Especially in the work of Vincenzo Rusciano, the transformation, the need for a mutation, is evidenced by the use of the cast and of incomplete modeling, by the trace of a presence, a skin, but also by the abandonment of volume towards other forms, which indicates a real detachment from the origin and a real change of state.

Kristian Sturi’s pieces put the spectator in the impossibility of a static and definitive vision, from which to perceive/read surfaces: it is only by changing position, moving and observing, breaking the unity of the gaze, that matter and volumes are manifested in the their totality, in a challenging game where the same conditions never occur twice.

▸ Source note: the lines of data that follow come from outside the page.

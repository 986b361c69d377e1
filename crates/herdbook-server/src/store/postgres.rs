//! PostgreSQL backend
//!
//! Queries are built at runtime with `sqlx::query_as` so the crate builds
//! without a live database. Bovid rows are always read through
//! [`BOVID_SELECT`], which folds the `bovid_tags` join into a sorted
//! `tag_ids` array.

use async_trait::async_trait;
use sqlx::{PgPool, Postgres, Transaction};

use super::{BovidFilter, EventFilter, HerdStore, StoreError, StoreResult, TagFilter};
use crate::models::{
    Bovid, BovidFields, LifeEvent, NewLifeEvent, NewUser, Tag, User, UserChanges, UserId,
};

const USER_COLUMNS: &str =
    "u.id, u.email, u.name, u.phone, u.password_hash, u.is_active, u.is_staff, u.is_superuser, u.created";

const BOVID_SELECT: &str = r#"
    SELECT b.id, b.user_id, b.mothers_name, b.fathers_name, b.type_of_bovid, b.breed,
           b.name, b.breeder, b.price, b.date_of_birth, b.date_of_death,
           b.date_of_purchase, b.date_sold, b.image, b.created, b.updated,
           COALESCE(
               array_agg(bt.tag_id ORDER BY bt.tag_id) FILTER (WHERE bt.tag_id IS NOT NULL),
               '{}'
           ) AS tag_ids
    FROM bovids b
    LEFT JOIN bovid_tags bt ON bt.bovid_id = b.id
"#;

const EVENT_COLUMNS: &str = "id, bovid_id, user_id, event_type, notes, event_date, created";

/// sqlx-backed [`HerdStore`]
#[derive(Debug, Clone)]
pub struct PgStore {
    pool: PgPool,
}

impl PgStore {
    pub fn new(pool: PgPool) -> Self {
        Self { pool }
    }

    /// Apply the workspace migrations
    pub async fn migrate(&self) -> Result<(), sqlx::migrate::MigrateError> {
        sqlx::migrate!("../../migrations").run(&self.pool).await
    }

    async fn fetch_bovid(
        tx: &mut Transaction<'_, Postgres>,
        owner: UserId,
        id: i64,
    ) -> StoreResult<Option<Bovid>> {
        let sql = format!("{BOVID_SELECT} WHERE b.user_id = $1 AND b.id = $2 GROUP BY b.id");
        let bovid = sqlx::query_as::<_, Bovid>(&sql)
            .bind(owner)
            .bind(id)
            .fetch_optional(&mut **tx)
            .await?;
        Ok(bovid)
    }

    /// Replace the tag links of a bovid, silently dropping tags of other owners
    async fn write_tag_links(
        tx: &mut Transaction<'_, Postgres>,
        owner: UserId,
        bovid_id: i64,
        tag_ids: &[i64],
    ) -> StoreResult<()> {
        sqlx::query("DELETE FROM bovid_tags WHERE bovid_id = $1")
            .bind(bovid_id)
            .execute(&mut **tx)
            .await?;

        if !tag_ids.is_empty() {
            sqlx::query(
                r#"
                INSERT INTO bovid_tags (bovid_id, tag_id)
                SELECT $1, t.id FROM tags t
                WHERE t.id = ANY($2) AND t.user_id = $3
                ON CONFLICT DO NOTHING
                "#,
            )
            .bind(bovid_id)
            .bind(tag_ids)
            .bind(owner)
            .execute(&mut **tx)
            .await?;
        }

        Ok(())
    }
}

fn map_unique_violation(error: sqlx::Error, message: impl Into<String>) -> StoreError {
    if let sqlx::Error::Database(ref db_err) = error {
        if db_err.is_unique_violation() {
            return StoreError::Conflict(message.into());
        }
    }
    StoreError::Sqlx(error)
}

#[async_trait]
impl HerdStore for PgStore {
    fn backend(&self) -> &'static str {
        "postgres"
    }

    async fn ping(&self) -> StoreResult<()> {
        sqlx::query("SELECT 1").execute(&self.pool).await?;
        Ok(())
    }

    // ------------------------------------------------------------------ users

    #[tracing::instrument(skip(self, user), fields(email = %user.email))]
    async fn create_user(&self, user: NewUser) -> StoreResult<User> {
        let created = sqlx::query_as::<_, User>(
            r#"
            INSERT INTO users (email, name, phone, password_hash, is_staff, is_superuser)
            VALUES ($1, $2, $3, $4, $5, $6)
            RETURNING id, email, name, phone, password_hash, is_active, is_staff, is_superuser, created
            "#,
        )
        .bind(&user.email)
        .bind(&user.name)
        .bind(&user.phone)
        .bind(&user.password_hash)
        .bind(user.is_staff)
        .bind(user.is_superuser)
        .fetch_one(&self.pool)
        .await
        .map_err(|e| map_unique_violation(e, format!("User '{}' already exists", user.email)))?;

        Ok(created)
    }

    async fn find_user_by_email(&self, email: &str) -> StoreResult<Option<User>> {
        let sql = format!("SELECT {USER_COLUMNS} FROM users u WHERE u.email = $1");
        let user = sqlx::query_as::<_, User>(&sql)
            .bind(email)
            .fetch_optional(&self.pool)
            .await?;
        Ok(user)
    }

    async fn find_user_by_token(&self, key: &str) -> StoreResult<Option<User>> {
        let sql = format!(
            "SELECT {USER_COLUMNS} FROM users u JOIN auth_tokens t ON t.user_id = u.id WHERE t.key = $1"
        );
        let user = sqlx::query_as::<_, User>(&sql)
            .bind(key)
            .fetch_optional(&self.pool)
            .await?;
        Ok(user)
    }

    #[tracing::instrument(skip(self, changes))]
    async fn update_user(&self, id: UserId, changes: UserChanges) -> StoreResult<User> {
        let (set_phone, phone) = match changes.phone {
            Some(phone) => (true, phone),
            None => (false, None),
        };

        let user = sqlx::query_as::<_, User>(
            r#"
            UPDATE users SET
                name = COALESCE($2, name),
                phone = CASE WHEN $3 THEN $4 ELSE phone END,
                password_hash = COALESCE($5, password_hash),
                is_active = COALESCE($6, is_active)
            WHERE id = $1
            RETURNING id, email, name, phone, password_hash, is_active, is_staff, is_superuser, created
            "#,
        )
        .bind(id)
        .bind(changes.name)
        .bind(set_phone)
        .bind(phone)
        .bind(changes.password_hash)
        .bind(changes.is_active)
        .fetch_optional(&self.pool)
        .await?;

        user.ok_or_else(|| StoreError::not_found("User", id))
    }

    async fn get_or_create_token(&self, id: UserId, candidate: &str) -> StoreResult<String> {
        // The no-op update makes RETURNING yield the existing key on conflict
        let key: String = sqlx::query_scalar(
            r#"
            INSERT INTO auth_tokens (key, user_id) VALUES ($1, $2)
            ON CONFLICT (user_id) DO UPDATE SET user_id = EXCLUDED.user_id
            RETURNING key
            "#,
        )
        .bind(candidate)
        .bind(id)
        .fetch_one(&self.pool)
        .await?;

        Ok(key)
    }

    // ------------------------------------------------------------------- tags

    async fn list_tags(&self, owner: UserId, filter: TagFilter) -> StoreResult<Vec<Tag>> {
        let tags = sqlx::query_as::<_, Tag>(
            r#"
            SELECT t.id, t.name, t.user_id
            FROM tags t
            WHERE t.user_id = $1
              AND (NOT $2 OR EXISTS (
                  SELECT 1 FROM bovid_tags bt
                  JOIN bovids b ON b.id = bt.bovid_id
                  WHERE bt.tag_id = t.id AND b.user_id = $1
              ))
            ORDER BY t.name COLLATE "C" DESC, t.id DESC
            "#,
        )
        .bind(owner)
        .bind(filter.assigned_only)
        .fetch_all(&self.pool)
        .await?;

        Ok(tags)
    }

    async fn create_tag(&self, owner: UserId, name: &str) -> StoreResult<Tag> {
        let tag = sqlx::query_as::<_, Tag>(
            "INSERT INTO tags (name, user_id) VALUES ($1, $2) RETURNING id, name, user_id",
        )
        .bind(name)
        .bind(owner)
        .fetch_one(&self.pool)
        .await?;

        Ok(tag)
    }

    async fn find_tags(&self, owner: UserId, ids: &[i64]) -> StoreResult<Vec<Tag>> {
        if ids.is_empty() {
            return Ok(Vec::new());
        }

        let tags = sqlx::query_as::<_, Tag>(
            "SELECT id, name, user_id FROM tags WHERE user_id = $1 AND id = ANY($2) ORDER BY id",
        )
        .bind(owner)
        .bind(ids)
        .fetch_all(&self.pool)
        .await?;

        Ok(tags)
    }

    // ----------------------------------------------------------------- bovids

    async fn list_bovids(&self, owner: UserId, filter: &BovidFilter) -> StoreResult<Vec<Bovid>> {
        let sql = format!(
            r#"{BOVID_SELECT}
            WHERE b.user_id = $1
              AND ($2::bigint[] IS NULL OR EXISTS (
                  SELECT 1 FROM bovid_tags f WHERE f.bovid_id = b.id AND f.tag_id = ANY($2)
              ))
            GROUP BY b.id
            ORDER BY b.id DESC"#
        );

        let bovids = sqlx::query_as::<_, Bovid>(&sql)
            .bind(owner)
            .bind(filter.tag_ids.as_deref())
            .fetch_all(&self.pool)
            .await?;

        Ok(bovids)
    }

    async fn get_bovid(&self, owner: UserId, id: i64) -> StoreResult<Option<Bovid>> {
        let mut tx = self.pool.begin().await?;
        let bovid = Self::fetch_bovid(&mut tx, owner, id).await?;
        tx.commit().await?;
        Ok(bovid)
    }

    #[tracing::instrument(skip(self, fields), fields(name = %fields.name))]
    async fn create_bovid(&self, owner: UserId, fields: BovidFields) -> StoreResult<Bovid> {
        let mut tx = self.pool.begin().await?;

        let id: i64 = sqlx::query_scalar(
            r#"
            INSERT INTO bovids (
                mothers_name, fathers_name, type_of_bovid, breed, name, breeder, price,
                date_of_birth, date_of_death, date_of_purchase, date_sold, user_id
            )
            VALUES ($1, $2, $3, $4, $5, $6, $7, $8, $9, $10, $11, $12)
            RETURNING id
            "#,
        )
        .bind(&fields.mothers_name)
        .bind(&fields.fathers_name)
        .bind(&fields.type_of_bovid)
        .bind(&fields.breed)
        .bind(&fields.name)
        .bind(&fields.breeder)
        .bind(&fields.price)
        .bind(fields.date_of_birth)
        .bind(fields.date_of_death)
        .bind(fields.date_of_purchase)
        .bind(fields.date_sold)
        .bind(owner)
        .fetch_one(&mut *tx)
        .await?;

        Self::write_tag_links(&mut tx, owner, id, &fields.tag_ids).await?;

        let bovid = Self::fetch_bovid(&mut tx, owner, id)
            .await?
            .ok_or_else(|| StoreError::not_found("Bovid", id))?;

        tx.commit().await?;
        Ok(bovid)
    }

    #[tracing::instrument(skip(self, fields))]
    async fn update_bovid(
        &self,
        owner: UserId,
        id: i64,
        fields: BovidFields,
    ) -> StoreResult<Option<Bovid>> {
        let mut tx = self.pool.begin().await?;

        let updated = sqlx::query(
            r#"
            UPDATE bovids SET
                mothers_name = $3, fathers_name = $4, type_of_bovid = $5, breed = $6,
                name = $7, breeder = $8, price = $9, date_of_birth = $10,
                date_of_death = $11, date_of_purchase = $12, date_sold = $13,
                updated = NOW()
            WHERE id = $1 AND user_id = $2
            "#,
        )
        .bind(id)
        .bind(owner)
        .bind(&fields.mothers_name)
        .bind(&fields.fathers_name)
        .bind(&fields.type_of_bovid)
        .bind(&fields.breed)
        .bind(&fields.name)
        .bind(&fields.breeder)
        .bind(&fields.price)
        .bind(fields.date_of_birth)
        .bind(fields.date_of_death)
        .bind(fields.date_of_purchase)
        .bind(fields.date_sold)
        .execute(&mut *tx)
        .await?;

        if updated.rows_affected() == 0 {
            return Ok(None);
        }

        Self::write_tag_links(&mut tx, owner, id, &fields.tag_ids).await?;
        let bovid = Self::fetch_bovid(&mut tx, owner, id).await?;

        tx.commit().await?;
        Ok(bovid)
    }

    async fn set_bovid_image(
        &self,
        owner: UserId,
        id: i64,
        image: Option<String>,
    ) -> StoreResult<Option<Bovid>> {
        let mut tx = self.pool.begin().await?;

        let updated = sqlx::query(
            "UPDATE bovids SET image = $3, updated = NOW() WHERE id = $1 AND user_id = $2",
        )
        .bind(id)
        .bind(owner)
        .bind(image)
        .execute(&mut *tx)
        .await?;

        if updated.rows_affected() == 0 {
            return Ok(None);
        }

        let bovid = Self::fetch_bovid(&mut tx, owner, id).await?;
        tx.commit().await?;
        Ok(bovid)
    }

    #[tracing::instrument(skip(self))]
    async fn delete_bovid(&self, owner: UserId, id: i64) -> StoreResult<Option<Bovid>> {
        let mut tx = self.pool.begin().await?;

        let Some(bovid) = Self::fetch_bovid(&mut tx, owner, id).await? else {
            return Ok(None);
        };

        // bovid_tags and life_events cascade
        sqlx::query("DELETE FROM bovids WHERE id = $1 AND user_id = $2")
            .bind(id)
            .bind(owner)
            .execute(&mut *tx)
            .await?;

        tx.commit().await?;
        Ok(Some(bovid))
    }

    // ------------------------------------------------------------ life events

    async fn list_events(&self, owner: UserId, filter: EventFilter) -> StoreResult<Vec<LifeEvent>> {
        let sql = format!(
            "SELECT {EVENT_COLUMNS} FROM life_events \
             WHERE user_id = $1 AND ($2::bigint IS NULL OR bovid_id = $2) \
             ORDER BY id"
        );

        let events = sqlx::query_as::<_, LifeEvent>(&sql)
            .bind(owner)
            .bind(filter.bovid_id)
            .fetch_all(&self.pool)
            .await?;

        Ok(events)
    }

    async fn create_event(&self, owner: UserId, event: NewLifeEvent) -> StoreResult<LifeEvent> {
        // Inserts nothing unless the bovid belongs to the owner
        let sql = format!(
            "INSERT INTO life_events (bovid_id, event_type, notes, event_date, user_id) \
             SELECT b.id, $2::text, $3::text, $4::date, b.user_id FROM bovids b WHERE b.id = $1 AND b.user_id = $5 \
             RETURNING {EVENT_COLUMNS}"
        );

        sqlx::query_as::<_, LifeEvent>(&sql)
            .bind(event.bovid_id)
            .bind(&event.event_type)
            .bind(&event.notes)
            .bind(event.event_date)
            .bind(owner)
            .fetch_optional(&self.pool)
            .await?
            .ok_or_else(|| StoreError::not_found("Bovid", event.bovid_id))
    }
}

The artworks by Ivano Troisi, on the other hand, are traces of a change that took place, as they are recordings of a particular state of metamorphosis, caught in its melancholic fragility, but also in its projective potential. His works thus lead to a further evolution, in which the elements (natural or artificial) can be recombined following the famous law, enunciated by Lavoisier, according to which “nothing is created and nothing is destroyed, but everything is transformed”.